Scientific classification
- Domain: Eukaryota
- Kingdom: Animalia
- Phylum: Arthropoda
- Class: Insecta
- Order: Diptera
- Family: Ceratopogonidae
- Genus: Leptoconops
- Species: L. kerteszi
- Binomial name: Leptoconops kerteszi Kieffer, 1908
- Synonyms: Holoconops kerteszi Kieffer, 1908;

= Leptoconops kerteszi =

- Genus: Leptoconops
- Species: kerteszi
- Authority: Kieffer, 1908
- Synonyms: Holoconops kerteszi Kieffer, 1908

Species of insect

Leptoconops kerteszi, common name Bodega black gnat, is a species of biting midges belonging to the family Ceratopogonidae. They feed on multiple species and can be found in places such as the United States, Egypt, and Tunisia.

==Description==
The species appears black when viewed by the naked eye, but it appears brown when under a microscope. The head and thorax are dark brown while the abdomen is a lighter brown. Its wings are transparent, but they appear to be white when light reflects off their surface while they are folded on their back. Females are 2.5 to 3 mm long and the males are 3.5 to 4 mm long with a lighter brown than the females. It can be found in places such as the United States, Egypt, and Tunisia. The common name comes from Bodega Bay in California which is where the species was first studied; however, it was first found and scientifically named as Holoconops kerteszi in Cairo, Egypt, in 1908.

==Habitat and bites==
This species breeds in the sand of lakes and marshes.
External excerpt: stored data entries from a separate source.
//! Literal leaves.
//!
//! [`template`] turns a `&'static str` with `?` markers and a list of
//! arguments into a [`Fragment`]. Requiring a static string keeps the SQL text
//! in source code; runtime data can only enter as bound values or as
//! fragments built by this crate.
//!
//! Each marker consumes one [`Arg`]:
//!
//! - [`Arg::Value`] stays a marker and binds the value
//! - [`Arg::Fragment`] is inlined: its text replaces the marker and its
//!   parameters are spliced in at that position
//! - [`Arg::List`] expands to `?, ?, ...` (one marker per value), so
//!   `in (?)` works with any non-empty list
//!
//! ```ignore
//! use sqlfrag::{Arg, template};
//!
//! let active = template("status = ?", ["active"])?;
//! let q = template("select * from users where ? and id in (?)", [
//!     Arg::from(active),
//!     Arg::list([1, 2, 3]),
//! ])?;
//! assert_eq!(q.text(), "select * from users where status = ? and id in (?, ?, ?)");
//! ```

use crate::error::{SqlError, SqlResult};
use crate::fragment::{Fragment, FragmentBuilder, scan};
use crate::value::Value;
use chrono::{DateTime, NaiveDate, NaiveDateTime, NaiveTime, Utc};

/// A template argument.
#[derive(Debug, Clone, PartialEq)]
pub enum Arg {
    Value(Value),
    Fragment(Fragment),
    /// Must not be empty: [`template`] rejects an empty list. Use
    /// [`syntax::in_list`](crate::syntax::in_list) /
    /// [`syntax::not_in`](crate::syntax::not_in) when the list may be empty.
    List(Vec<Value>),
}

impl Arg {
    /// A list argument, expanded to one marker per element.
    pub fn list<V: Into<Value>>(values: impl IntoIterator<Item = V>) -> Self {
        Arg::List(values.into_iter().map(Into::into).collect())
    }
}

macro_rules! impl_arg_from_value {
    ($($t:ty),* $(,)?) => {
        $(
            impl From<$t> for Arg {
                fn from(v: $t) -> Self {
                    Arg::Value(Value::from(v))
                }
            }
        )*
    };
}

impl_arg_from_value!(
    bool,
    i8,
    i16,
    i32,
    i64,
    u8,
    u16,
    u32,
    f32,
    f64,
    &str,
    String,
    &String,
    &[u8],
    Vec<u8>,
    NaiveDate,
    NaiveTime,
    NaiveDateTime,
    DateTime<Utc>,
);

impl<T: Into<Value>> From<Option<T>> for Arg {
    fn from(v: Option<T>) -> Self {
        Arg::Value(v.into())
    }
}

impl From<Value> for Arg {
    fn from(v: Value) -> Self {
        Arg::Value(v)
    }
}

impl From<Fragment> for Arg {
    fn from(f: Fragment) -> Self {
        Arg::Fragment(f)
    }
}

impl From<&Fragment> for Arg {
    fn from(f: &Fragment) -> Self {
        Arg::Fragment(f.clone())
    }
}

/// Build a fragment from a static template and its arguments.
///
/// Fails when the number of markers differs from the number of arguments, or
/// when an [`Arg::List`] is empty.
pub fn template<I>(sql: &'static str, args: I) -> SqlResult<Fragment>
where
    I: IntoIterator,
    I::Item: Into<Arg>,
{
    let args: Vec<Arg> = args.into_iter().map(Into::into).collect();
    let offsets = scan::marker_offsets(sql);
    if offsets.len() != args.len() {
        return Err(SqlError::Validation(format!(
            "template {sql:?}: placeholders({}) != args({})",
            offsets.len(),
            args.len()
        )));
    }

    if args.iter().any(|a| matches!(a, Arg::List(values) if values.is_empty())) {
        return Err(SqlError::Validation(format!(
            "template {sql:?}: empty list argument"
        )));
    }

    let mut b = FragmentBuilder::new();
    let mut last = 0;
    for (at, arg) in offsets.into_iter().zip(args) {
        b.push(&sql[last..at]);
        match arg {
            Arg::Value(v) => b.push_bind(v),
            Arg::Fragment(f) => b.push_owned(f),
            Arg::List(values) => b.push_bind_list(values),
        };
        last = at + 1;
    }
    b.push(&sql[last..]);
    Ok(b.finish())
}

/// A fixed piece of SQL with no parameters.
///
/// Fails if the text contains an unquoted `?`.
pub fn lit(sql: &'static str) -> SqlResult<Fragment> {
    template(sql, std::iter::empty::<Arg>())
}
Its breeding grounds are located at high tide in damp areas with no vegetation. Its larvae can be found in the first centimeter of its breeding ground in shallow sandy water. The adults feed on humans, domestic animals, and birds. Their bites cause swelling that progresses to exudation.

==Study==
In a 1967 study, a large amount of the gnats were caught with a portable gasoline-powered device that had its suction tube replaced with a metal funnel. The insect suction sampler was used to capture specimens that were flying around a person's head by having them drawn through a mesh net into the funnel. It was used to analyze adult gnat populations. An insect suction sampler is a device that entomologists use to suck up insects for studies.